Left unchecked, sarcopenia can lead to:

  • Weaker bones and joints

  • Poor balance and posture

  • Increased risk of falls

  • Slower metabolism (making it easier to gain midsection weight)

  • Loss of independence later in life

But with the right approach, we can slow, stop, and even reverse this process.


Why Strength Training Matters

The most powerful tool we have against muscle loss is consistent strength training. This doesn’t mean spending hours in a gym or lifting huge weights. It means moving your body in ways that keep your muscles challenged and active.

The most effective exercises combine:

  • Progressive resistance using bodyweight, dumbbells or bands

  • Multi-joint movements (like squats, lunges and presses) that recruit lots of muscle fibres

  • Mobility and balance work to protect joints and prevent injury

Think of it not as “exercise” but as training your body to stay strong for life.


The Protein Connection

Muscles also need the right fuel. That means protein, the building blocks your body uses to repair and grow muscle.

Women over 50 in particular need more protein than we were led to believe, with most research suggesting around 1.2–1.6g per kg of bodyweight per day. Adding a little more lean meat, fish, beans, lentils, or dairy into your meals can make a huge difference.


A Quick At-Home Test

Here’s something you can try right now:

  • Sit in a chair with your arms folded across your chest.

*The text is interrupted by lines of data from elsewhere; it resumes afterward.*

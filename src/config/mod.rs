//! Configuration: build an [`Emitter`] from declarative `(event, action, priority)` bindings.
//!
//! Actions are code, so a configuration file names them and the application supplies an
//! [`ActionTable`] mapping those names to [`Action`] handles:
//!
//! ```json
//! {
//!   "mode": "fail-fast",
//!   "bindings": [
//!     { "event": "say/:name/hello", "action": "greet", "priority": 10 },
//!     { "event": "^say-(.+)$", "regex": true, "action": "shout" }
//!   ]
//! }
//! ```
//!
//! Every binding is validated while loading: an unknown action name or a malformed pattern
//! fails [`Emitter::from_config`] instead of surfacing at the first emission.

use std::collections::HashMap;

use serde::{Deserialize, Serialize};
use thiserror::Error;

use crate::action::{Action, IntoAction};
use crate::emitter::{Emitter, Mode};
use crate::pattern::{PatternError, PatternSpec};

/// Errors produced while loading an emitter configuration.
#[derive(Debug, Error)]
pub enum ConfigError {
    #[error("invalid configuration: {0}")]
    Json(#[from] serde_json::Error),

    #[error("binding for `{event}` names unknown action `{name}`")]
    UnknownAction { event: String, name: String },

    #[error(transparent)]
    Pattern(#[from] PatternError),
}

/// One `(event, action, priority)` triple.
#[derive(Debug, Clone, PartialEq, Eq, Serialize, Deserialize)]
pub struct BindingConfig {
    /// Pattern string, or regex source when `regex` is set.
    pub event: String,
    /// Name of the action in the [`ActionTable`].
    pub action: String,
    #[serde(default)]
    pub priority: i32,
    #[serde(default)]
    pub regex: bool,
}

impl BindingConfig {
    /// The pattern spec described by this binding.
    ///
    /// # Errors
    ///
    /// Returns [`PatternError::InvalidRegex`] for a regex binding whose source does not
    /// compile.
    pub fn spec(&self) -> Result<PatternSpec, PatternError> {
        if self.regex {
            PatternSpec::regex(&self.event)
        } else {
            Ok(PatternSpec::Text(self.event.clone()))
        }
    }
}

/// Declarative emitter configuration.
#[derive(Debug, Clone, Default, PartialEq, Eq, Serialize, Deserialize)]
#[serde(default)]
pub struct EmitterConfig {
    pub mode: Mode,
    pub bindings: Vec<BindingConfig>,
}

impl EmitterConfig {
    /// Parse a configuration from JSON text.
    ///
    /// # Errors
    ///
    /// Returns [`ConfigError::Json`] when `json` is not a valid configuration document.
    pub fn from_json(json: &str) -> Result<Self, ConfigError> {
        Ok(serde_json::from_str(json)?)
    }
}

/// Named actions that configuration bindings refer to.
pub struct ActionTable<A> {
    actions: HashMap<String, Action<A>>,
}

impl<A: 'static> Default for ActionTable<A> {
    fn default() -> Self {
        Self::new()
    }
}

impl<A: 'static> ActionTable<A> {
    pub fn new() -> Self {
        Self {
            actions: HashMap::new(),
        }
    }

    /// Add `action` under `name`, replacing any previous entry, and return its handle.
    pub fn insert(&mut self, name: impl Into<String>, action: impl IntoAction<A>) -> Action<A> {
        let action = Action::new(action);
        self.actions.insert(name.into(), action.clone());
        action
    }

    pub fn insert_action(&mut self, name: impl Into<String>, action: Action<A>) {
        self.actions.insert(name.into(), action);
    }

    pub fn get(&self, name: &str) -> Option<&Action<A>> {
        self.actions.get(name)
    }

    pub fn len(&self) -> usize {
        self.actions.len()
    }

    pub fn is_empty(&self) -> bool {
        self.actions.is_empty()
    }
}

impl<A: Send + Sync + 'static> Emitter<A> {
    /// Build an emitter from `config`, resolving action names through `actions`.
    ///
    /// Bindings are registered in the order they appear.
    ///
    /// # Errors
    ///
    /// - [`ConfigError::UnknownAction`] when a binding names an action missing from `actions`.
    /// - [`ConfigError::Pattern`] when a binding's pattern fails to compile.
    pub fn from_config(config: &EmitterConfig, actions: &ActionTable<A>) -> Result<Self, ConfigError> {
        let emitter = Emitter::new().with_mode(config.mode);

        for binding in &config.bindings {
            let action = actions
                .get(&binding.action)
                .ok_or_else(|| ConfigError::UnknownAction {
                    event: binding.event.clone(),
                    name: binding.action.clone(),
                })?;
            emitter.on_action(binding.spec()?, action.clone(), binding.priority)?;
        }

        Ok(emitter)
    }
}
use std::io;

use clap::Parser;
use invec_cli::{Result, run_session};

/// Interactive numbered menu over a small-buffer integer vector.
///
/// The program takes no operands or options: the entire interaction happens
/// over the stdin/stdout line protocol, so the parser's only jobs are
/// `--help`/`--version` and rejecting stray arguments.
#[derive(Parser)]
#[command(
    name = "invec",
    version,
    about = "Maintain an integer vector through a numbered menu read from stdin"
)]
struct Cli {}

fn main() -> Result<()> {
    let _cli = Cli::parse();

    let stdin = io::stdin();
    let stdout = io::stdout();
    run_session(stdin.lock(), stdout.lock())?;
    Ok(())
}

  • Stand up slowly and sit back down again, five times in a row, without using your hands.

Could you do it smoothly? Or did you need to push off with your hands?

This simple move is not only a good test of leg strength but also a brilliant way to start rebuilding it.


The Takeaway

Muscle is more than just “strength”. It’s your body’s engine. It protects your bones, supports your joints, keeps your metabolism fired up, and allows you to live life fully.

The message is simple: you are never too old, too late, or too weak to start. With the right guidance, the right movements, and consistency, you can maintain muscle and independence well into later life.

So keep moving, keep lifting, and keep looking after the most important machine you’ll ever own, your body. Your future self will thank you!